Romania generates between 5 and 5.5 million tons of municipal waste annually, and waste generation has increased about 10 percent over the past five years. This corresponds to 280 kg/cap in 2019, clearly below the EU average of 502 kg/cap. The country still relies heavily on landfilling, even more than five years ago. For Romania, the recycling rate is 11,5 % in 2019, which is 43,5 percentage points lower than the 55% recycling target for 2025. Romania does not yet have a PAYT system in place and separate collection at the source is not a pattern for Romanians. The country does not have compost regulations in place, thus most of its municipal waste ends up in landfills.

Integrated waste management systems (SMIDs)

Romania is divided into territorial administrative units (UAT), which include counties, cities, and communes.

The country has a total of 41 counties (Romanian: județe), which along with the municipality of Bucharest, constitute the country’s official administrative divisions. They represent the country’s Nomenclature of Territorial Units for Statistics – Level 3 (NUTS-3) statistical subdivisions within the European Union and each of them serves as the local level of government within its borders.

A prefect represents the national government in each county. The prefect and his/her administration have executive powers within the county limits, while limited legislative powers are assigned to a County Council elected every four years during local elections. The territorial districts of the Romanian judicial system overlap with county borders, thus avoiding further complication in the separation of powers on the government.[1]

  Territorial Administrative Units (UAT) Classification[2]        Quantity
Municipalities (including the Municipality of Bucharest)103
Sectors of Bucharest Municipality6
Total UATs and sectors  322

Intercommunity development associations (IDAs) are forms of association that localities and counties were formed in 2009, to access EU environmental funds. Separately, building a water-sewage network for a commune or modernizing the utility system of a small town were such small projects to the EC that they could not get EU funding.  Thus, mayors came together to establish IDAs to get EU funding.

As per a guide produced by the Ministry of Interior, the territorial administrative units have the right to collaborate and cooperate in order to jointly carry out development projects of zonal or regional interest or to jointly provide public services by establishing inter-community development associations[3].  In 2015, Romania had 391 IDAs at the national level.[4]
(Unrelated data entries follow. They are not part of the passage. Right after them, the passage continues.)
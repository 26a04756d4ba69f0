//! The product sync pipeline.
//!
//! Per product the steps are: prepare → upsert product → reconcile variants
//! → inventory → metafields → discount → collections → record progress.
//! Ordering within a product is strict up to variants, and nothing after the
//! variant step runs if it failed; trailing steps (inventory, metafields,
//! discount, collections) degrade the product to `partial` instead of
//! failing it.
//!
//! Batching: products are processed in batches of K with at most P batches
//! in flight; inside a batch products are sequential. Progress is
//! checkpointed every N processed products.

use std::collections::HashMap;
use std::sync::Arc;

use chrono::{DateTime, Utc};
use rsb_catalog::{group_rows, taxonomy::TaxonomyResolution};
use rsb_clock::Clock as _;
use rsb_commerce::{CommerceClient, ProductPatch, VariantUpdate, METAFIELDS_PER_CALL};
use rsb_schemas::{
    DiscountSpec, ErrorSample, ItemRow, Location, Metafield, Product, ProductKind,
    ProductOutcome, ProgressCheckpoint, RemoteProduct, RemoteVariant, RunSummary, SkipReason,
    SyncError, SyncStats, Variant,
};
use rust_decimal::Decimal;
use tokio::sync::{Mutex, Semaphore};
use tokio::task::JoinSet;
use tokio_util::sync::CancellationToken;
use tracing::{info, warn};
use uuid::Uuid;

use crate::context::SyncContext;
use crate::metrics;

/// Minimum variant discount that makes a product discount-eligible.
const DISCOUNT_ELIGIBLE_MIN: &str = "0.05";

#[derive(Debug, Clone)]
pub struct RunOptions {
    pub sync_id: Uuid,
    /// Full-sync semantics: create zero-stock products and rewrite
    /// everything, skipping the unchanged check.
    pub force_create: bool,
    /// Resume cursor: products with key lexically <= this are skipped.
    pub resume_after: Option<String>,
}

impl RunOptions {
    pub fn incremental(sync_id: Uuid) -> Self {
        Self {
            sync_id,
            force_create: false,
            resume_after: None,
        }
    }

    pub fn full(sync_id: Uuid) -> Self {
        Self {
            sync_id,
            force_create: true,
            resume_after: None,
        }
    }
}

/// Mutable run-wide state shared by the in-flight batches.
struct RunState {
    stats: SyncStats,
    samples: Vec<ErrorSample>,
    last_ccod: String,
    since_save: u64,
    max_last_updated: Option<DateTime<Utc>>,
    fatal: Option<SyncError>,
}
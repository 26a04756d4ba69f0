//! Token-bucket pacing for outbound commerce calls.
//!
//! Bucket math is pure (`BucketState`) and driven by explicit instants so
//! tests never sleep; the async wrapper owns the clock and the waiting.

use std::collections::HashMap;
use std::time::Duration;

use tokio::sync::Mutex;
// tokio's Instant so paused-clock tests drive refill deterministically;
// outside a test runtime it is the std monotonic clock.
use tokio::time::Instant;

/// Remote endpoint families with independent budgets.
#[derive(Debug, Clone, Copy, PartialEq, Eq, Hash)]
pub enum EndpointFamily {
    /// Product/variant/collection GraphQL mutations and queries.
    GraphqlMutation,
    /// Inventory activation and on-hand updates.
    RestInventory,
    /// Automatic discount mutations.
    Discount,
}

impl EndpointFamily {
    pub const ALL: [EndpointFamily; 3] = [
        EndpointFamily::GraphqlMutation,
        EndpointFamily::RestInventory,
        EndpointFamily::Discount,
    ];

    pub fn as_str(&self) -> &'static str {
        match self {
            EndpointFamily::GraphqlMutation => "graphql",
            EndpointFamily::RestInventory => "inventory",
            EndpointFamily::Discount => "discount",
        }
    }
}

/// Pure token-bucket state: `capacity` burst, `refill_per_sec` steady rate.
#[derive(Debug, Clone)]
struct BucketState {
    tokens: f64,
    capacity: f64,
    refill_per_sec: f64,
    last: Instant,
    /// While set, the bucket yields nothing until this instant (server
    /// instructed us to back off).
    frozen_until: Option<Instant>,
}

impl BucketState {
    fn new(rate: u32, now: Instant) -> Self {
        let capacity = rate.max(1) as f64;
        Self {
            tokens: capacity,
            capacity,
            refill_per_sec: capacity,
            last: now,
            frozen_until: None,
        }
    }

    fn refill(&mut self, now: Instant) {
        if let Some(until) = self.frozen_until {
            if now < until {
                return;
            }
            // Penalty over; restart from an empty bucket.
            self.frozen_until = None;
            self.tokens = 0.0;
            self.last = now;
        }
        let elapsed = now.duration_since(self.last).as_secs_f64();
        self.tokens = (self.tokens + elapsed * self.refill_per_sec).min(self.capacity);
        self.last = now;
    }

    /// Take one token, or report how long to wait before retrying.
    fn try_take(&mut self, now: Instant) -> Result<(), Duration> {
        self.refill(now);
        if let Some(until) = self.frozen_until {
            return Err(until.duration_since(now));
        }
        if self.tokens >= 1.0 {
            self.tokens -= 1.0;
            return Ok(());
        }
        let deficit = 1.0 - self.tokens;
        Err(Duration::from_secs_f64(deficit / self.refill_per_sec))
    }

    /// Surrender the remaining budget and freeze until `now + penalty`.
    fn freeze(&mut self, now: Instant, penalty: Duration) {
        self.tokens = 0.0;
        self.frozen_until = Some(now + penalty);
        self.last = now;
    }
}

/// Per-family token buckets guarding the commerce API.
pub struct RateLimiter {
    buckets: Mutex<HashMap<EndpointFamily, BucketState>>,
}

impl RateLimiter {
    /// `rate` is both the refill (tokens/second) and the burst capacity.
    pub fn new(rate: u32) -> Self {
        let now = Instant::now();
        let buckets = EndpointFamily::ALL
            .iter()
            .map(|f| (*f, BucketState::new(rate, now)))
            .collect();
        Self {
            buckets: Mutex::new(buckets),
        }
    }

    /// Block until a token for `family` is available. Returns the total time
    /// spent waiting so callers can feed it to metrics.
    pub async fn acquire(&self, family: EndpointFamily) -> Duration {
        let mut waited = Duration::ZERO;
        loop {
            let wait = {
                let mut buckets = self.buckets.lock().await;
                let bucket = buckets.get_mut(&family).expect("bucket exists");
                match bucket.try_take(Instant::now()) {
                    Ok(()) => None,
                    Err(wait) => Some(wait),
                }
            };
            match wait {
                None => {
                    if !waited.is_zero() {
                        metrics::histogram!(
                            "commerce_rate_limit_wait_seconds",
                            "family" => family.as_str(),
                        )
                        .record(waited.as_secs_f64());
                    }
                    return waited;
                }
                Some(wait) => {
                    waited += wait;
                    tokio::time::sleep(wait).await;
                }
            }
        }
    }

    /// Server said 429: surrender the remaining budget for `family` and keep
    /// the bucket empty for the server-supplied interval.
    pub async fn penalize(&self, family: EndpointFamily, retry_after: Duration) {
        let mut buckets = self.buckets.lock().await;
        if let Some(bucket) = buckets.get_mut(&family) {
            bucket.freeze(Instant::now(), retry_after);
        }
        metrics::counter!("commerce_throttled_total", "family" => family.as_str()).increment(1);
    }
}

#[cfg(test)]
mod tests {
    use super::*;

    fn state(rate: u32) -> (BucketState, Instant) {
        let now = Instant::now();
        (BucketState::new(rate, now), now)
    }

    #[test]
    fn burst_up_to_capacity_then_wait() {
        let (mut b, now) = state(2);
        assert!(b.try_take(now).is_ok());
        assert!(b.try_take(now).is_ok());
        let wait = b.try_take(now).unwrap_err();
        // Empty bucket at 2 tokens/s: next token in 0.5s.
        assert!(wait > Duration::from_millis(400) && wait <= Duration::from_millis(500));
    }

    #[test]
    fn refill_restores_tokens() {
        let (mut b, now) = state(2);
        assert!(b.try_take(now).is_ok());
        assert!(b.try_take(now).is_ok());
        assert!(b.try_take(now + Duration::from_secs(1)).is_ok());
    }

    #[test]
    fn refill_caps_at_capacity() {
        let (mut b, now) = state(2);
        // A long idle period must not bank more than `capacity` tokens.
        let later = now + Duration::from_secs(60);
        assert!(b.try_take(later).is_ok());
        assert!(b.try_take(later).is_ok());
        assert!(b.try_take(later).is_err());
    }

    #[test]
    fn freeze_discards_budget_until_deadline() {
        let (mut b, now) = state(5);
        b.freeze(now, Duration::from_secs(3));
        let wait = b.try_take(now + Duration::from_secs(1)).unwrap_err();
        assert_eq!(wait, Duration::from_secs(2));
        // After the deadline the bucket restarts empty, not at capacity.
        let wait = b.try_take(now + Duration::from_secs(3)).unwrap_err();
        assert!(wait > Duration::ZERO);
        // And refills at the normal rate afterwards.
        assert!(b.try_take(now + Duration::from_secs(4)).is_ok());
    }

    #[tokio::test(start_paused = true)]
    async fn acquire_waits_when_exhausted() {
        let limiter = RateLimiter::new(1);
        assert_eq!(
            limiter.acquire(EndpointFamily::GraphqlMutation).await,
            Duration::ZERO
        );
        // Second acquire must wait ~1s of virtual time, not block forever.
        let waited = limiter.acquire(EndpointFamily::GraphqlMutation).await;
        assert!(waited >= Duration::from_millis(900));
    }

    #[tokio::test(start_paused = true)]
    async fn families_have_independent_budgets() {
        let limiter = RateLimiter::new(1);
        limiter.acquire(EndpointFamily::GraphqlMutation).await;
        // GraphQL bucket is empty, inventory bucket is not.
        let waited = limiter.acquire(EndpointFamily::RestInventory).await;
        assert_eq!(waited, Duration::ZERO);
    }
}
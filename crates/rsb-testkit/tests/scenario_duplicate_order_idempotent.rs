//! Scenario: ingesting the same commerce order twice persists it once.
//!
//! # Invariant under test
//! The order name is the idempotency key: the first ingestion inserts one
//! RMS order with `referenceNumber = name`, the second returns `Duplicate`
//! and writes nothing.

use chrono::Duration;
use rsb_clock::Clock as _;
use rsb_schemas::{CommerceAddress, CommerceLineItem, CommerceOrder, IngestOutcome, MoneySet};
use rsb_testkit::{item_row, TestHarness};
use rust_decimal_macros::dec;

fn money(amount: rust_decimal::Decimal) -> MoneySet {
    MoneySet {
        amount,
        currency: "CRC".into(),
    }
}

fn seeded_order(h: &TestHarness) -> CommerceOrder {
    let now = h.clock.now_utc();
    CommerceOrder {
        id: "gid://commerce/Order/1001".into(),
        name: "#1001".into(),
        created_at: now - Duration::hours(2),
        financial_status: "paid".into(),
        email: Some("ana@example.com".into()),
        customer_first_name: "Ana".into(),
        customer_last_name: "Mora".into(),
        total_price: money(dec!(20.00)),
        total_tax: money(dec!(2.60)),
        shipping_address: Some(CommerceAddress {
            name: "Ana Mora".into(),
            address1: "Calle 5".into(),
            city: "San José".into(),
            country: "Costa Rica".into(),
            ..Default::default()
        }),
        line_items: vec![CommerceLineItem {
            title: "Tee".into(),
            sku: "A1".into(),
            quantity: 2,
            original_unit_price: money(dec!(10.00)),
            discounted_unit_price: money(dec!(10.00)),
        }],
    }
}

#[tokio::test]
async fn second_ingestion_is_duplicate() {
    let now = TestHarness::default_now();
    let h = TestHarness::at(now);
    h.rms
        .seed_items(vec![item_row(1, "A1", "A", now - Duration::hours(1))]);
    h.commerce.seed_order(seeded_order(&h));

    let pipeline = h.order_pipeline();

    let first = pipeline.ingest("#1001").await.unwrap();
    let order_id = match first {
        IngestOutcome::Persisted { order_id } => order_id,
        other => panic!("expected Persisted, got {other:?}"),
    };

    let orders = h.rms.orders();
    assert_eq!(orders.len(), 1);
    let stored = &orders[0];
    assert_eq!(stored.order_id, order_id);
    assert_eq!(stored.header.reference_number, "#1001");
    assert_eq!(stored.header.store_id, 7);
    assert_eq!(stored.header.channel_type, 2);
    assert_eq!(stored.header.order_type, 1);
    assert_eq!(stored.header.comment, "Shopify Order #1001 - paid");
    assert_eq!(stored.lines.len(), 1);
    assert_eq!(stored.lines[0].item_id, 1);
    assert_eq!(stored.lines[0].quantity, 2);

    // Same order again: Duplicate, and no new row.
    let second = pipeline.ingest("#1001").await.unwrap();
    assert_eq!(second, IngestOutcome::Duplicate);
    assert_eq!(h.rms.orders().len(), 1);
}

#[tokio::test]
async fn unpaid_order_is_rejected() {
    let now = TestHarness::default_now();
    let h = TestHarness::at(now);
    h.rms
        .seed_items(vec![item_row(1, "A1", "A", now - Duration::hours(1))]);
    let mut order = seeded_order(&h);
    order.financial_status = "refunded".into();
    h.commerce.seed_order(order);

    let outcome = h.order_pipeline().ingest("#1001").await.unwrap();
    assert!(matches!(outcome, IngestOutcome::Rejected { .. }));
    assert!(h.rms.orders().is_empty());
}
The Federation of Intercommunity Development Associations (FADI) has as “Object of Activity, Integrated Waste Management,” which was established for the purpose of cooperation and institutional development in the field of waste in Romania. [5] FADI represents all of the IDAs on waste issues, with common objectives and deadlines.  FADI also serves as a forum for information exchange and shared logistics.

All countries must have Waste Management Plan in place to join the EU. Romania developed a waste management plan for this purpose in 2006. This plan, written based on 2006 conditions, was used as a basis to develop regional plans.

More than 1 billion euros were collected for the commissioning of Integrated Waste Management Systems both from European funds contracted in the period 2007-2013 (PHARE programs, ISPA – Instrument for Structural Policies for Pre-Accession) and in the period 2014-2020 (Sectoral Operational Program – SOP for the Environment).

The Integrated Waste Management System (SMID) is a set of processes and operators that cover the territory of a county, through which municipal waste is collected, transported, sorted, treated or stored ecologically, according to EU rules.

At the time the management plans for SMIDs were developed, SMIDs were seen as revolutionary projects that would align Romania with minimum sanitation standards and open a new stage in waste management in Romania (in 2006 in Romania, many localities did not have access to waste sanitation services and recycling or recovery projects were very few).

Unfortunately, although these projects were supposed to be functional by 2013, after 8 years and 2 rounds of financing, most of them are still not functional for reasons ranging from lack of desire to make them functional, procedural delays in procurement procedures, or sometimes lack of administrative capacity on the part of the public authorities who have to administer them.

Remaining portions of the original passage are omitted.